Images¶
The Slicknode Cloud comes with a module that provides extensive functionality to store, process and deliver images. Images are resized and cropped on the fly and are automatically delivered via a global CDN. Resized images are cached at numerous edge locations across the globe for minimum latency.
Installation¶
The image module can be installed as any module in slicknode. In your project folder run:
slicknode module add image
This will add the module to your slicknode.yml
file of the project. Afterwards deploy the changes to the cloud:
slicknode deploy
Usage¶
Once the image module is installed and deployed, the Image
type is available in your GraphQL schema and
can be used as any other type for fields in your data structure.
Definition¶
An article in a Blog module with a main image could look something like this:
type Blog_Article implements Node { id: ID! image: Image title: String! text: String! }
This adds an optional Image to the Blog_Article
type.
Image
objects are intended to be attached to other types. If you want to store additional information
like description, copyright, alt-text etc. you could create a media library module that has an image field:
type Media_Image implements Node { id: ID! image: Image! createdBy: User description: String alt: String copyright: String # ... etc. }
Note
All images are publicly accessible and cached in a public CDN for optimal performance, so do not use this module to store sensitive information. If you want to protect your images, you can use the file module instead or store references to your images in Slicknode to your own system that you can customize to meet your requirements.
Upload¶
Uploading an image to Slicknode is a two step process:
- Create a reference object: Create an
Image
node via thecreateImage
mutation to create a reference in your system that you can use to attach the image to other nodes in your application and to obtain a file upload URL. - Upload the image file: Use the file upload URL that was generated in the previous step to upload the actual image file.
Example:
// Import slicknode client or another GraphQL client import client from './client'; async function uploadImage(file) { const query = `mutation CreateImage( # Filename of the image on the server $fileName: String! # The content length of the image file (max 20mb) $contentLength: Int! ) { createImage(input: { fileName: $fileName, contentLength: $contentLength }) { node { # The ID of the Image node that we need to attach the image to other nodes id url(height: 100, width: 100) } # Temporary upload url to upload the actual image uploadUrl } }`; const variables = { fileName: file.name, contenLength: file.size, }; const { data, errors } = await client.fetch(query, variables); if (!data || !data.createImage || !data.createImage.node || !data.createImage.uploadUrl) { throw new Error('Image upload failed'); } // Upload the image to the upload URL const response = await fetch(uploadUrl, { method: 'PUT', headers: { 'Content-Length': String(file.size), }, body: file, }); if (response.status !== 200) { throw new Error('Error sending file to the servers'); } // Return the image reference node to use ID, URL etc. return data.createImage.node; } // Get the file object, for example from const file = document.getElementById('#file-input').files[0]; uploadImage(file) .then((image) => { console.log(`Image upload successful. ID: ${image.id} URL: ${image.url}'); }) .catch((err) => { console.error('Image upload failed'); });
Attaching Images to Nodes¶
The image node is always created without being attached to another node first. This ensures that you can
for example display a resized preview image in a signup form before the actual User
node exists.
In the upload mutation you should query the id
of the created image. This id
can then be used
as the input value in other mutations to attach the created image to other nodes.

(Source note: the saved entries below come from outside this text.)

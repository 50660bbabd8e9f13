//! Newtype IDs for type-safe entity references.
//!
//! Use the `define_id!` macro to create type-safe ID wrappers that prevent
//! accidentally mixing IDs from different entity types. Upstream commerce
//! ids are 64-bit integers.

/// Macro to define a type-safe ID wrapper.
///
/// Creates a newtype wrapper around `i64` with:
/// - `Serialize`/`Deserialize` with `#[serde(transparent)]`
/// - `Debug`, `Clone`, `Copy`, `PartialEq`, `Eq`, `Hash`, `Ord`
/// - Conversion methods: `new()`, `as_i64()`
/// - `From<i64>`, `Into<i64>` and `FromStr` implementations
/// - `sqlx` `Type`, `Encode`, and `Decode` implementations (with `postgres` feature)
///
/// # Example
///
/// ```rust
/// # use threadline_core::define_id;
/// define_id!(ShipmentId);
/// define_id!(InvoiceId);
///
/// let shipment = ShipmentId::new(1);
/// let invoice = InvoiceId::new(1);
///
/// // These are different types, so this won't compile:
/// // let _: ShipmentId = invoice;
/// ```
#[macro_export]
macro_rules! define_id {
    ($name:ident) => {
        #[derive(
            Debug,
            Clone,
            Copy,
            PartialEq,
            Eq,
            PartialOrd,
            Ord,
            Hash,
            ::serde::Serialize,
            ::serde::Deserialize
        )]
        #[serde(transparent)]
        pub struct $name(i64);

        impl $name {
            /// Create a new ID from an i64 value.
            #[must_use]
            pub const fn new(id: i64) -> Self {
                Self(id)
            }

            /// Get the underlying i64 value.
            #[must_use]
            pub const fn as_i64(&self) -> i64 {
                self.0
            }
        }

        impl ::core::fmt::Display for $name {
            fn fmt(&self, f: &mut ::core::fmt::Formatter<'_>) -> ::core::fmt::Result {
                write!(f, "{}", self.0)
            }
        }

        impl ::core::str::FromStr for $name {
            type Err = ::core::num::ParseIntError;

            fn from_str(s: &str) -> ::core::result::Result<Self, Self::Err> {
                s.trim().parse::<i64>().map(Self)
            }
        }

        impl From<i64> for $name {
            fn from(id: i64) -> Self {
                Self(id)
            }
        }

        impl From<$name> for i64 {
            fn from(id: $name) -> Self {
                id.0
            }
        }

        #[cfg(feature = "postgres")]
        impl ::sqlx::Type<::sqlx::Postgres> for $name {
            fn type_info() -> ::sqlx::postgres::PgTypeInfo {
                <i64 as ::sqlx::Type<::sqlx::Postgres>>::type_info()
            }

            fn compatible(ty: &::sqlx::postgres::PgTypeInfo) -> bool {
                <i64 as ::sqlx::Type<::sqlx::Postgres>>::compatible(ty)
            }
        }

        #[cfg(feature = "postgres")]
        impl<'r> ::sqlx::Decode<'r, ::sqlx::Postgres> for $name {
            fn decode(
                value: ::sqlx::postgres::PgValueRef<'r>,
            ) -> ::core::result::Result<Self, ::sqlx::error::BoxDynError> {
                let id = <i64 as ::sqlx::Decode<::sqlx::Postgres>>::decode(value)?;
                Ok(Self(id))
            }
        }

        #[cfg(feature = "postgres")]
        impl ::sqlx::Encode<'_, ::sqlx::Postgres> for $name {
            fn encode_by_ref(
                &self,
                buf: &mut ::sqlx::postgres::PgArgumentBuffer,
            ) -> ::std::result::Result<::sqlx::encode::IsNull, ::sqlx::error::BoxDynError> {
                <i64 as ::sqlx::Encode<::sqlx::Postgres>>::encode_by_ref(&self.0, buf)
            }
        }
    };
}

// Commerce entity IDs
define_id!(ProductId);
define_id!(VariationId);
define_id!(CategoryId);
define_id!(OrderId);

#[cfg(test)]
#[allow(clippy::unwrap_used)]
mod tests {
    use super::*;

    #[test]
    fn test_id_from_str_trims_whitespace() {
        let id: ProductId = " 42 ".parse().unwrap();
        assert_eq!(id, ProductId::new(42));
        assert!("abc".parse::<ProductId>().is_err());
    }

    #[test]
    fn test_id_serializes_transparently() {
        let json = serde_json::to_string(&OrderId::new(7)).unwrap();
        assert_eq!(json, "7");
        let back: OrderId = serde_json::from_str("7").unwrap();
        assert_eq!(back.as_i64(), 7);
    }
}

You can attach one image to any number of nodes. This way you can reuse images and reduce the amount of required storage for your application.
Querying¶
You can query the properties of images like for any other object type. The only difference is an additional
url
field which lets you retrieve URLs for the image in different resolutions, cropped, flipped etc.
You can use aliases to load image URLs to images in different resolutions in one request.
For example to query for a profile image of the current user:
{ viewer { user { image { id # The global ID width # Original image width height # Original image height size # Storage space used # Get the original URL by not providing any dimensions original: url # Crop the image to fit exactly into the specified dimensions # Uses advanced image analysis to find main focal points in the image # Avoids for example chopping off heads etc. smartCrop: url(width: 300, height: 200, resizeMethod: SMART) # Crop the image to fit exactly into 300x200 pixel window croppedImage: url(width: 300, height: 200, resizeMethod: CROP) # Fit within boundary box, no cropping # Resuling height or width of image might be smaller than specified in input arguments fit: url(width: 300, height: 200, resizeMethod: FIT) # Resize to match the width, not cropped resizedToWidth: url(width: 300) # Use negative dimensions to flip image flippedHorizontally: url(width: -300) flippedVertically: url(height: -200) flipped: url(width: -300, height: -200) } } } }
Limits¶
The maximum allowed image size is 10MB.